Allergan Finance LLC 8-K 2013
SECURITIES AND EXCHANGE COMMISSION
WASHINGTON, D.C. 20549
PURSUANT TO SECTION 13 OR 15(d)
OF THE SECURITIES EXCHANGE ACT OF 1934
Date of Report (Date of earliest event reported): June 18, 2013
(Exact Name of Registrant as Specified in Charter)
Morris Corporate Center III
400 Interpace Parkway
Parsippany, New Jersey 07054
(Address of Principal Executive Offices)
(Registrants telephone number, including area code)
Check the appropriate box below if the Form 8-K filing is intended to simultaneously satisfy the filing obligation of the registrant under any of the following provisions (see General Instruction A.2. below):
On June 18, 2013, Actavis Limited, a private limited company organized under the laws of Ireland (New Actavis), filed with the SEC a registration statement on Form S-4 in connection with the acquisition of Warner Chilcott Public Limited Company, a public limited company organized under the laws of Ireland (Warner Chilcott) by Actavis, Inc., a Nevada corporation (Actavis), which included a preliminary joint proxy statement of Warner Chilcott and Actavis that also constitutes a preliminary prospectus of New Actavis (the Form S-4). The Form S-4 has not yet been declared effective by the SEC.
Important Information For Investors And Shareholders
This communication does not constitute an offer to sell or the solicitation of an offer to buy any securities or a solicitation of any vote or approval. New Actavis has filed with the Securities and Exchange Commission (the SEC) a registration statement on Form S-4 containing a preliminary joint proxy statement of Warner Chilcott and Actavis that also constitutes a preliminary prospectus of New Actavis.
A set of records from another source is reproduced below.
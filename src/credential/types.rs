use std::fmt;
use std::ops::{BitAnd, BitOr, BitOrAssign};
use std::path::{Path, PathBuf};

use serde::{Deserialize, Deserializer};

use super::secret::Secret;

/// Set of authentication schemes the remote currently accepts.
///
/// Bit values follow libgit2's `git_credential_t`, so a raw bitmask from the
/// transport can be wrapped as-is.
#[derive(Clone, Copy, PartialEq, Eq, Hash, Default)]
pub struct AllowedTypes(u32);

impl AllowedTypes {
    pub const USERPASS_PLAINTEXT: AllowedTypes = AllowedTypes(1 << 0);
    pub const SSH_KEY: AllowedTypes = AllowedTypes(1 << 1);
    pub const SSH_CUSTOM: AllowedTypes = AllowedTypes(1 << 2);
    pub const DEFAULT: AllowedTypes = AllowedTypes(1 << 3);
    pub const SSH_INTERACTIVE: AllowedTypes = AllowedTypes(1 << 4);
    pub const USERNAME: AllowedTypes = AllowedTypes(1 << 5);
    pub const SSH_MEMORY: AllowedTypes = AllowedTypes(1 << 6);

    const NAMES: [(AllowedTypes, &'static str); 7] = [
        (Self::USERPASS_PLAINTEXT, "userpass-plaintext"),
        (Self::SSH_KEY, "ssh-key"),
        (Self::SSH_CUSTOM, "ssh-custom"),
        (Self::DEFAULT, "default"),
        (Self::SSH_INTERACTIVE, "ssh-interactive"),
        (Self::USERNAME, "username"),
        (Self::SSH_MEMORY, "ssh-memory"),
    ];

    pub const fn empty() -> Self {
        AllowedTypes(0)
    }

    pub const fn from_bits(bits: u32) -> Self {
        AllowedTypes(bits)
    }

    pub const fn bits(&self) -> u32 {
        self.0
    }

    pub const fn contains(&self, other: AllowedTypes) -> bool {
        other.0 != 0 && self.0 & other.0 == other.0
    }

    pub const fn is_empty(&self) -> bool {
        self.0 == 0
    }

    pub const fn without(self, other: AllowedTypes) -> Self {
        AllowedTypes(self.0 & !other.0)
    }
}

impl BitOr for AllowedTypes {
    type Output = AllowedTypes;

    fn bitor(self, rhs: Self) -> Self::Output {
        AllowedTypes(self.0 | rhs.0)
    }
}

impl BitOrAssign for AllowedTypes {
    fn bitor_assign(&mut self, rhs: Self) {
        self.0 |= rhs.0;
    }
}

impl BitAnd for AllowedTypes {
    type Output = AllowedTypes;

    fn bitand(self, rhs: Self) -> Self::Output {
        AllowedTypes(self.0 & rhs.0)
    }
}

impl fmt::Debug for AllowedTypes {
    fn fmt(&self, f: &mut fmt::Formatter<'_>) -> fmt::Result {
        write!(f, "AllowedTypes({self})")
    }
}

impl fmt::Display for AllowedTypes {
    fn fmt(&self, f: &mut fmt::Formatter<'_>) -> fmt::Result {
        if self.is_empty() {
            return f.write_str("none");
        }
        let mut first = true;
        for (flag, name) in Self::NAMES {
            if self.contains(flag) {
                if !first {
                    f.write_str("|")?;
                }
                f.write_str(name)?;
                first = false;
            }
        }
        let unknown = self.0 & !Self::NAMES.iter().fold(0, |acc, (flag, _)| acc | flag.0);
        if unknown != 0 {
            if !first {
                f.write_str("|")?;
            }
            write!(f, "{unknown:#x}")?;
        }
        Ok(())
    }
}

/// Fieldless tag of a [`CredentialDescription`], safe to log.
#[derive(Clone, Copy, Debug, PartialEq, Eq, Hash)]
pub enum CredentialKind {
    None,
    SshKey,
    EnvironmentPair,
    EnvironmentToken,
    UserPass,
}

impl CredentialKind {
    pub const fn as_str(&self) -> &'static str {
        match self {
            CredentialKind::None => "none",
            CredentialKind::SshKey => "ssh_key",
            CredentialKind::EnvironmentPair => "env",
            CredentialKind::EnvironmentToken => "token",
            CredentialKind::UserPass => "user_pass",
        }
    }

    /// The scheme a description of this kind has to find in the allowed types.
    pub const fn required_type(&self) -> AllowedTypes {
        match self {
            CredentialKind::None | CredentialKind::SshKey => AllowedTypes::SSH_KEY,
            CredentialKind::EnvironmentPair
            | CredentialKind::EnvironmentToken
            | CredentialKind::UserPass => AllowedTypes::USERPASS_PLAINTEXT,
        }
    }
}

impl fmt::Display for CredentialKind {
    fn fmt(&self, f: &mut fmt::Formatter<'_>) -> fmt::Result {
        f.write_str(self.as_str())
    }
}

/// Caller-supplied description of how to authenticate.
///
/// Immutable once built; the negotiator only reads it. The serde form is
/// internally tagged by `type`, e.g.
/// `{"type": "token", "token": "GITHUB_PAT"}`.
#[derive(Clone, Debug, Default, PartialEq, Eq, Deserialize)]
#[serde(tag = "type", rename_all = "snake_case")]
pub enum CredentialDescription {
    /// No credentials; the negotiator falls back to a single SSH agent attempt.
    #[default]
    None,
    /// SSH key pair on disk.
    SshKey {
        public_key: PathBuf,
        private_key: PathBuf,
        #[serde(default, deserialize_with = "empty_as_none")]
        passphrase: Option<Secret>,
    },
    /// Username and password read from the named environment variables.
    #[serde(rename = "env")]
    EnvironmentPair {
        username: String,
        password: String,
    },
    /// Personal access token read from the named environment variable.
    #[serde(rename = "token")]
    EnvironmentToken { token: String },
    /// Literal username and password.
    UserPass { username: String, password: Secret },
}

impl CredentialDescription {
    pub fn ssh_key(
        public_key: impl Into<PathBuf>,
        private_key: impl Into<PathBuf>,
        passphrase: Option<&str>,
    ) -> Self {
        CredentialDescription::SshKey {
            public_key: public_key.into(),
            private_key: private_key.into(),
            passphrase: passphrase.filter(|p| !p.is_empty()).map(Secret::from),
        }
    }

    pub fn env(username_var: impl Into<String>, password_var: impl Into<String>) -> Self {
        CredentialDescription::EnvironmentPair {
            username: username_var.into(),
            password: password_var.into(),
        }
    }

    pub fn token(token_var: impl Into<String>) -> Self {
        CredentialDescription::EnvironmentToken {
            token: token_var.into(),
        }
    }

    pub fn user_pass(username: impl Into<String>, password: &str) -> Self {
        CredentialDescription::UserPass {
            username: username.into(),
            password: Secret::from(password),
        }
    }

    pub fn kind(&self) -> CredentialKind {
        match self {
            CredentialDescription::None => CredentialKind::None,
            CredentialDescription::SshKey { .. } => CredentialKind::SshKey,
            CredentialDescription::EnvironmentPair { .. } => CredentialKind::EnvironmentPair,
            CredentialDescription::EnvironmentToken { .. } => CredentialKind::EnvironmentToken,
            CredentialDescription::UserPass { .. } => CredentialKind::UserPass,
        }
    }
}

/// Credential produced by the [`PlainBackend`](super::backend::PlainBackend).
///
/// It is what a pure-Rust transport receives; libgit2 users get a
/// `git2::Cred` from the `Git2Backend` instead.
#[derive(Clone, Debug, PartialEq, Eq)]
pub enum Credential {
    /// Sign with a key held by the local SSH agent.
    SshAgent { username: String, socket: PathBuf },
    /// Sign with a key pair read from disk by the transport.
    SshKey {
        username: String,
        public_key: PathBuf,
        private_key: PathBuf,
        passphrase: Option<Secret>,
    },
    /// Plaintext username and password (also used for bearer tokens).
    UserPassPlaintext { username: String, password: Secret },
}

impl Credential {
    pub fn username(&self) -> &str {
        match self {
            Credential::SshAgent { username, .. }
            | Credential::SshKey { username, .. }
            | Credential::UserPassPlaintext { username, .. } => username,
        }
    }

    /// The scheme this credential answers.
    pub fn credential_type(&self) -> AllowedTypes {
        match self {
            Credential::SshAgent { .. } | Credential::SshKey { .. } => AllowedTypes::SSH_KEY,
            Credential::UserPassPlaintext { .. } => AllowedTypes::USERPASS_PLAINTEXT,
        }
    }

    pub fn private_key(&self) -> Option<&Path> {
        match self {
            Credential::SshKey { private_key, .. } => Some(private_key),
            _ => None,
        }
    }
}

fn empty_as_none<'de, D>(deserializer: D) -> Result<Option<Secret>, D::Error>
where
    D: Deserializer<'de>,
{
    let value = Option::<String>::deserialize(deserializer)?;
    Ok(value.filter(|v| !v.is_empty()).map(Secret::new))
}

#[cfg(test)]
mod tests {
    use super::*;

    #[test]
    fn test_allowed_types_contains() {
        let allowed = AllowedTypes::SSH_KEY | AllowedTypes::USERNAME;
        assert!(allowed.contains(AllowedTypes::SSH_KEY));
        assert!(!allowed.contains(AllowedTypes::USERPASS_PLAINTEXT));
        assert!(!allowed.contains(AllowedTypes::empty()));
        assert!(!allowed.without(AllowedTypes::SSH_KEY).contains(AllowedTypes::SSH_KEY));
    }

    #[test]
    fn test_allowed_types_raw_bits() {
        assert_eq!(AllowedTypes::USERPASS_PLAINTEXT.bits(), 1);
        assert_eq!(AllowedTypes::SSH_KEY.bits(), 2);
        assert_eq!(AllowedTypes::from_bits(0b11), AllowedTypes::SSH_KEY | AllowedTypes::USERPASS_PLAINTEXT);
    }

    #[test]
    fn test_allowed_types_display() {
        let allowed = AllowedTypes::from_bits(0b11 | 1 << 12);
        assert_eq!(allowed.to_string(), "userpass-plaintext|ssh-key|0x1000");
        assert_eq!(AllowedTypes::empty().to_string(), "none");
    }

    #[test]
    fn test_empty_passphrase_is_none() {
        let desc = CredentialDescription::ssh_key("id_rsa.pub", "id_rsa", Some(""));
        match desc {
            CredentialDescription::SshKey { passphrase, .. } => assert!(passphrase.is_none()),
            _ => panic!("expected SshKey variant"),
        }
    }

    #[test]
    fn test_required_types() {
        assert_eq!(CredentialKind::None.required_type(), AllowedTypes::SSH_KEY);
        assert_eq!(CredentialKind::UserPass.required_type(), AllowedTypes::USERPASS_PLAINTEXT);
        assert_eq!(
            CredentialKind::EnvironmentToken.required_type(),
            AllowedTypes::USERPASS_PLAINTEXT
        );
    }

    #[test]
    fn test_deserialize_descriptions() {
        let desc: CredentialDescription =
            serde_json::from_str(r#"{"type":"token","token":"GIT_TOKEN"}"#).unwrap();
        assert_eq!(desc, CredentialDescription::token("GIT_TOKEN"));

        let desc: CredentialDescription = serde_json::from_str(
            r#"{"type":"ssh_key","public_key":"k.pub","private_key":"k","passphrase":""}"#,
        )
        .unwrap();
        assert_eq!(desc, CredentialDescription::ssh_key("k.pub", "k", None));

        let desc: CredentialDescription = serde_json::from_str(r#"{"type":"none"}"#).unwrap();
        assert_eq!(desc.kind(), CredentialKind::None);
    }

    #[test]
    fn test_user_pass_debug_hides_password() {
        let desc = CredentialDescription::user_pass("alice", "s3cret");
        assert!(!format!("{:?}", desc).contains("s3cret"));
    }
}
The registration statement has not been declared effective by the SEC. After the registration statement has been declared effective, each of Actavis and Warner Chilcott will mail to its stockholders or shareholders a definitive proxy statement/prospectus. In addition, each of New Actavis, Actavis and Warner Chilcott will file with the SEC other documents with respect to the proposed transaction. INVESTORS AND SECURITY HOLDERS OF ACTAVIS AND WARNER CHILCOTT ARE URGED TO READ THE DEFINITIVE PROXY STATEMENT/PROSPECTUS AND OTHER DOCUMENTS FILED OR TO BE FILED WITH THE SEC CAREFULLY AND IN THEIR ENTIRETY WHEN THEY BECOME AVAILABLE BECAUSE THEY WILL CONTAIN IMPORTANT INFORMATION. Investors and security holders may obtain free copies of the registration statement and the proxy statement/prospectus and other documents filed with the SEC by New Actavis, Actavis and Warner Chilcott through the website maintained by the SEC at http://www.sec.gov. Copies of the documents filed with the SEC by New Actavis and Actavis may be obtained free of charge on Actaviss internet website at www.actavis.com or by contacting Actaviss Investor Relations Department at (862) 261-7488. Copies of the documents filed with the SEC by Warner Chilcott may be obtained free of charge on Warner Chilcotts internet website at www.wcrx.com or by contacting Warner Chilcotts Investor Relations Department at (973) 442-3200.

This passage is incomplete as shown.